• **PROMPT**
Go line by line through the entries and show those that hold the string "configure".

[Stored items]
▬▬▬
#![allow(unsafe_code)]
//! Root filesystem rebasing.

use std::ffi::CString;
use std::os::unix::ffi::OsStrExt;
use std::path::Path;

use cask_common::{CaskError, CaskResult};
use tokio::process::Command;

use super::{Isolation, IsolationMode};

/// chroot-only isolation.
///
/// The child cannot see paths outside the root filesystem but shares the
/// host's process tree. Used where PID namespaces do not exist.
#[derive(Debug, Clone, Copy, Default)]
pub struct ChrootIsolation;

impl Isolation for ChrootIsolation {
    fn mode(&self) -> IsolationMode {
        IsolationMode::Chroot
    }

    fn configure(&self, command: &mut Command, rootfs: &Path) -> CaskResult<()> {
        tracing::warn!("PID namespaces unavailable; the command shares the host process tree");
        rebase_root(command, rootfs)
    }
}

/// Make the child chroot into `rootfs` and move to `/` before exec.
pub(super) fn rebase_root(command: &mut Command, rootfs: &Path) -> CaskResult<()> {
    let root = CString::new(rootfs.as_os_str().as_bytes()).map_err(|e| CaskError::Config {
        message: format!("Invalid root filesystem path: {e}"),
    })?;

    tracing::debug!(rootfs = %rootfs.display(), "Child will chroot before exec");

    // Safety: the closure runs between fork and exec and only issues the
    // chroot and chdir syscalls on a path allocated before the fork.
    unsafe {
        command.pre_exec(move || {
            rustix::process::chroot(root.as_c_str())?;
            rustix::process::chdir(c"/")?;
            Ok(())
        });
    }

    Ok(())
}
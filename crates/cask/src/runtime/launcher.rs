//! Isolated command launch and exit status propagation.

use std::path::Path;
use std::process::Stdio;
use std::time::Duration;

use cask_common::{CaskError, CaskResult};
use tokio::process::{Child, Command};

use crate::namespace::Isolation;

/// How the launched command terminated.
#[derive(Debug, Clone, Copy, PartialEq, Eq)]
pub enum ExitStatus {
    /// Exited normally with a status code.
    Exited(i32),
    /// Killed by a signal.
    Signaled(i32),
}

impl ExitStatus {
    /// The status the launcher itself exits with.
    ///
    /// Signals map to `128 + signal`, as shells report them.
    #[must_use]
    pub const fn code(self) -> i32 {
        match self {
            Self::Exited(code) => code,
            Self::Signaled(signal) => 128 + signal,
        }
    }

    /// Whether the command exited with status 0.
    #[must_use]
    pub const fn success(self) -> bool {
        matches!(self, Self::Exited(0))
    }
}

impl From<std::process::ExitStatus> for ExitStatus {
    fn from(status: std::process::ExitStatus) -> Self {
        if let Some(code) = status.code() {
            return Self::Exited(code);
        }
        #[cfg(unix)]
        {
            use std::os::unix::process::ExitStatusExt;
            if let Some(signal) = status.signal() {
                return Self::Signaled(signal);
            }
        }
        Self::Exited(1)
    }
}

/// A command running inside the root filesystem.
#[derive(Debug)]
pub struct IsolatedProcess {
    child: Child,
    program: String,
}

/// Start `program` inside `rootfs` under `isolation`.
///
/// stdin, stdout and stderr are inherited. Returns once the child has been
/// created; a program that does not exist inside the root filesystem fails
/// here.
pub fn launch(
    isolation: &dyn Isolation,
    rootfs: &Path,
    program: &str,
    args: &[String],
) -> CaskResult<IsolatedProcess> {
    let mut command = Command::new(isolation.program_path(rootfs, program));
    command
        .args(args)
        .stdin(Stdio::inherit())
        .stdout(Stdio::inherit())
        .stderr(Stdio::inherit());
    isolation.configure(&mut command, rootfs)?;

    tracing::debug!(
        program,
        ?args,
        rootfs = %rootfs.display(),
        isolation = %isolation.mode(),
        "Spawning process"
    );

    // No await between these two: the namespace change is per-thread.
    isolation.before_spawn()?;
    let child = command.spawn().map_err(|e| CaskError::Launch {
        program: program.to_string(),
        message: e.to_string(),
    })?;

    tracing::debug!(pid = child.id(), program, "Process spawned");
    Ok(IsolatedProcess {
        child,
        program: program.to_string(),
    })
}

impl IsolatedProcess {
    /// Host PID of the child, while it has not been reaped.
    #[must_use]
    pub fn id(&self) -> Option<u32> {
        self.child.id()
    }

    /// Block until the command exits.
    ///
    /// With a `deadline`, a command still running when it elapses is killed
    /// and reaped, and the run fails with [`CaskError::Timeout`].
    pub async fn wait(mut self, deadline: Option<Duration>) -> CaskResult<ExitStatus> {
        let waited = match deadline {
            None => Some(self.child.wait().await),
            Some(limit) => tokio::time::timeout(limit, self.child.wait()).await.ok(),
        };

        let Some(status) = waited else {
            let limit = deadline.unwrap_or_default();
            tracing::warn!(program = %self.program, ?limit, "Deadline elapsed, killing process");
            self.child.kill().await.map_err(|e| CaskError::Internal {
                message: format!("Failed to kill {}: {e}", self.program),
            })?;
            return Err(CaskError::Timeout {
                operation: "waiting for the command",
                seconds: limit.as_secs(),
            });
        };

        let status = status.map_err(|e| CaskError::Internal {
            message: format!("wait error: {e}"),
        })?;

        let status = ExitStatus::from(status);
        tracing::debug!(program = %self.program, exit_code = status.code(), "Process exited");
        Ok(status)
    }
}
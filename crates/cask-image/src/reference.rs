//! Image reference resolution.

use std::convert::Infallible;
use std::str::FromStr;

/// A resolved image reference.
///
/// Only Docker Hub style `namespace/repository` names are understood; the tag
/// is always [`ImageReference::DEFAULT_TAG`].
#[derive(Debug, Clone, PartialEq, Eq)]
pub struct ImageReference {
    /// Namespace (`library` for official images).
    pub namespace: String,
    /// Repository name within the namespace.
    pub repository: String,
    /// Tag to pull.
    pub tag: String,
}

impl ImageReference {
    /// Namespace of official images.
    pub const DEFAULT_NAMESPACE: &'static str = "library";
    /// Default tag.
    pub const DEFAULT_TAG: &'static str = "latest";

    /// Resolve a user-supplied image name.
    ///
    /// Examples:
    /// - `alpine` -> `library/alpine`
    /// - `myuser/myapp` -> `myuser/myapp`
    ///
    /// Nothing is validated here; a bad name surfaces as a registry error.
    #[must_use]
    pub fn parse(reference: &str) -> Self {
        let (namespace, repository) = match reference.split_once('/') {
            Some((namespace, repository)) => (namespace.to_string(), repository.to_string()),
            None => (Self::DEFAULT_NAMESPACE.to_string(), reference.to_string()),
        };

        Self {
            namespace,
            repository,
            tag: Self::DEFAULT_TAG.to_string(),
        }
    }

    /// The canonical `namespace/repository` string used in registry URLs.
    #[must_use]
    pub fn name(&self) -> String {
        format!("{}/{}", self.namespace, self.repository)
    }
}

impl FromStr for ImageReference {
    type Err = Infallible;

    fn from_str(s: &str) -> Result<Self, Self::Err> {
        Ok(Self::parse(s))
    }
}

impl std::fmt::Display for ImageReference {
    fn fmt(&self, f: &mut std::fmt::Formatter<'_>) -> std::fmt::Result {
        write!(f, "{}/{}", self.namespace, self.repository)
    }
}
▬▬▬
• **RESPONSE AREA**
    fn configure(&self, command: &mut Command, rootfs: &Path) -> CaskResult<()> {
    isolation.configure(&mut command, rootfs)?;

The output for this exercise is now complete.